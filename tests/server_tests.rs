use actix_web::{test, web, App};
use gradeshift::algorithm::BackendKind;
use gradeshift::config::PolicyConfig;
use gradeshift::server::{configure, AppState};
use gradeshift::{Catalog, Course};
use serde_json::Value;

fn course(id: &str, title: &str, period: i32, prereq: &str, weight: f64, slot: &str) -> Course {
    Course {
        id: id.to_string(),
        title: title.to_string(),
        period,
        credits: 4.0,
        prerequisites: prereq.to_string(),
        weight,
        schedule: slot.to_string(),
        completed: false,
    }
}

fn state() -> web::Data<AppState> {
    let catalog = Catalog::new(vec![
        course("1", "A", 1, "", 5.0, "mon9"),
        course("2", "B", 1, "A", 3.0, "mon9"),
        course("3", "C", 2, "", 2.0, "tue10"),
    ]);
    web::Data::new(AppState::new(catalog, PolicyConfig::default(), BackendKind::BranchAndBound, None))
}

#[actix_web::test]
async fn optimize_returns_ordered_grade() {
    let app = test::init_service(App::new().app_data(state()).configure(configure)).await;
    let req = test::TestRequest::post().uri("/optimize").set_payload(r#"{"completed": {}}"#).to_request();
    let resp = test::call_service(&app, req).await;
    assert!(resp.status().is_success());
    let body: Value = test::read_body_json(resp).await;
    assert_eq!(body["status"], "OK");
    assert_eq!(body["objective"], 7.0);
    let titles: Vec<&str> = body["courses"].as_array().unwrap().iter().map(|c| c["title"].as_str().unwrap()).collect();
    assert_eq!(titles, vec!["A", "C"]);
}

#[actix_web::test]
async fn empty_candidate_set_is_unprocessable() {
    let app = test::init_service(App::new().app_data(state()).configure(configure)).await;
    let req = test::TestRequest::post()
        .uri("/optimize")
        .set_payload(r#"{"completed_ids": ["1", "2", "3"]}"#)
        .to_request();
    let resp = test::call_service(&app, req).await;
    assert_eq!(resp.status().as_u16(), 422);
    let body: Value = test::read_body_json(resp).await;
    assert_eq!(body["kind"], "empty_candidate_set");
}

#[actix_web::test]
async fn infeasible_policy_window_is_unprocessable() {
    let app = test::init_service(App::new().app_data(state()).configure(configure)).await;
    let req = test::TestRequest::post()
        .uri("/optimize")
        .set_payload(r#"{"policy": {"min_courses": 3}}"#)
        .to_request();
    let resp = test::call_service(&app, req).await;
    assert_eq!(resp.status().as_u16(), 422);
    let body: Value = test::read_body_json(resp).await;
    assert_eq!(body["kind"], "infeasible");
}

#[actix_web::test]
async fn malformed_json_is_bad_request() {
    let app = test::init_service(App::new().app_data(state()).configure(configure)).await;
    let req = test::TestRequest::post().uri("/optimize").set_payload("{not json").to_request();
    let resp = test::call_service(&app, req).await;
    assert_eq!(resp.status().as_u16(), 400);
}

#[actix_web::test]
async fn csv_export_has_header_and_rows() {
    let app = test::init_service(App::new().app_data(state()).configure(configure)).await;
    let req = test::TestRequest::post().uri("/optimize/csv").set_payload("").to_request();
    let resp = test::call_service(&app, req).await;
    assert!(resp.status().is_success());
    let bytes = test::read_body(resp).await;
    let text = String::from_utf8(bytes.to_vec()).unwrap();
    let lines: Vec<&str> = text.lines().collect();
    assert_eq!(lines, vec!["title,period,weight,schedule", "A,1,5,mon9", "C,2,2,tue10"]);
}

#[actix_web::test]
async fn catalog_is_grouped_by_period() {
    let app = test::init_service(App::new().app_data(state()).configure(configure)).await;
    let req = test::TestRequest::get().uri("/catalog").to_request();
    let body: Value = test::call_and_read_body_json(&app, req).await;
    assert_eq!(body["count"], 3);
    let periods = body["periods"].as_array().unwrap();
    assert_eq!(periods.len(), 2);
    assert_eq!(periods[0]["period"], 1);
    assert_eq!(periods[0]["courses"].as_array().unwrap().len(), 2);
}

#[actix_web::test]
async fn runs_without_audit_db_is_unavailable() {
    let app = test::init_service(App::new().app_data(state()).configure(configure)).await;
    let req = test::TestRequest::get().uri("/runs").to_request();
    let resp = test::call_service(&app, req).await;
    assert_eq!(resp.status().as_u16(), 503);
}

— YOUR ASSIGNMENT —
Go through the data and copy each line exactly as it reads.

— EXPECTED ANSWER —
filename tests/server_tests.rs
use actix_web::{test, web, App};
use gradeshift::algorithm::BackendKind;
use gradeshift::config::PolicyConfig;
use gradeshift::server::{configure, AppState};
use gradeshift::{Catalog, Course};
use serde_json::Value;

fn course(id: &str, title: &str, period: i32, prereq: &str, weight: f64, slot: &str) -> Course {
    Course {
        id: id.to_string(),
        title: title.to_string(),
        period,
        credits: 4.0,
        prerequisites: prereq.to_string(),
        weight,
        schedule: slot.to_string(),
        completed: false,
    }
}

fn state() -> web::Data<AppState> {
    let catalog = Catalog::new(vec![
        course("1", "A", 1, "", 5.0, "mon9"),
        course("2", "B", 1, "A", 3.0, "mon9"),
        course("3", "C", 2, "", 2.0, "tue10"),
    ]);
    web::Data::new(AppState::new(catalog, PolicyConfig::default(), BackendKind::BranchAndBound, None))
}

#[actix_web::test]
async fn optimize_returns_ordered_grade() {
    let app = test::init_service(App::new().app_data(state()).configure(configure)).await;
    let req = test::TestRequest::post().uri("/optimize").set_payload(r#"{"completed": {}}"#).to_request();
    let resp = test::call_service(&app, req).await;
    assert!(resp.status().is_success());
    let body: Value = test::read_body_json(resp).await;
    assert_eq!(body["status"], "OK");
    assert_eq!(body["objective"], 7.0);
    let titles: Vec<&str> = body["courses"].as_array().unwrap().iter().map(|c| c["title"].as_str().unwrap()).collect();
    assert_eq!(titles, vec!["A", "C"]);
}

#[actix_web::test]
async fn empty_candidate_set_is_unprocessable() {
    let app = test::init_service(App::new().app_data(state()).configure(configure)).await;
    let req = test::TestRequest::post()
        .uri("/optimize")
        .set_payload(r#"{"completed_ids": ["1", "2", "3"]}"#)
        .to_request();
    let resp = test::call_service(&app, req).await;
    assert_eq!(resp.status().as_u16(), 422);
    let body: Value = test::read_body_json(resp).await;
    assert_eq!(body["kind"], "empty_candidate_set");
}

#[actix_web::test]
async fn infeasible_policy_window_is_unprocessable() {
    let app = test::init_service(App::new().app_data(state()).configure(configure)).await;
    let req = test::TestRequest::post()
        .uri("/optimize")
        .set_payload(r#"{"policy": {"min_courses": 3}}"#)
        .to_request();
    let resp = test::call_service(&app, req).await;
    assert_eq!(resp.status().as_u16(), 422);
    let body: Value = test::read_body_json(resp).await;
    assert_eq!(body["kind"], "infeasible");
}

#[actix_web::test]
async fn malformed_json_is_bad_request() {
    let app = test::init_service(App::new().app_data(state()).configure(configure)).await;
    let req = test::TestRequest::post().uri("/optimize").set_payload("{not json").to_request();
    let resp = test::call_service(&app, req).await;
    assert_eq!(resp.status().as_u16(), 400);
}

#[actix_web::test]
async fn csv_export_has_header_and_rows() {
    let app = test::init_service(App::new().app_data(state()).configure(configure)).await;
    let req = test::TestRequest::post().uri("/optimize/csv").set_payload("").to_request();
    let resp = test::call_service(&app, req).await;
    assert!(resp.status().is_success());
    let bytes = test::read_body(resp).await;
    let text = String::from_utf8(bytes.to_vec()).unwrap();
    let lines: Vec<&str> = text.lines().collect();
    assert_eq!(lines, vec!["title,period,weight,schedule", "A,1,5,mon9", "C,2,2,tue10"]);
}

#[actix_web::test]
async fn catalog_is_grouped_by_period() {
    let app = test::init_service(App::new().app_data(state()).configure(configure)).await;
    let req = test::TestRequest::get().uri("/catalog").to_request();
    let body: Value = test::call_and_read_body_json(&app, req).await;
    assert_eq!(body["count"], 3);
    let periods = body["periods"].as_array().unwrap();
    assert_eq!(periods.len(), 2);
    assert_eq!(periods[0]["period"], 1);
    assert_eq!(periods[0]["courses"].as_array().unwrap().len(), 2);
}

#[actix_web::test]
async fn runs_without_audit_db_is_unavailable() {
    let app = test::init_service(App::new().app_data(state()).configure(configure)).await;
    let req = test::TestRequest::get().uri("/runs").to_request();
    let resp = test::call_service(&app, req).await;
    assert_eq!(resp.status().as_u16(), 503);
}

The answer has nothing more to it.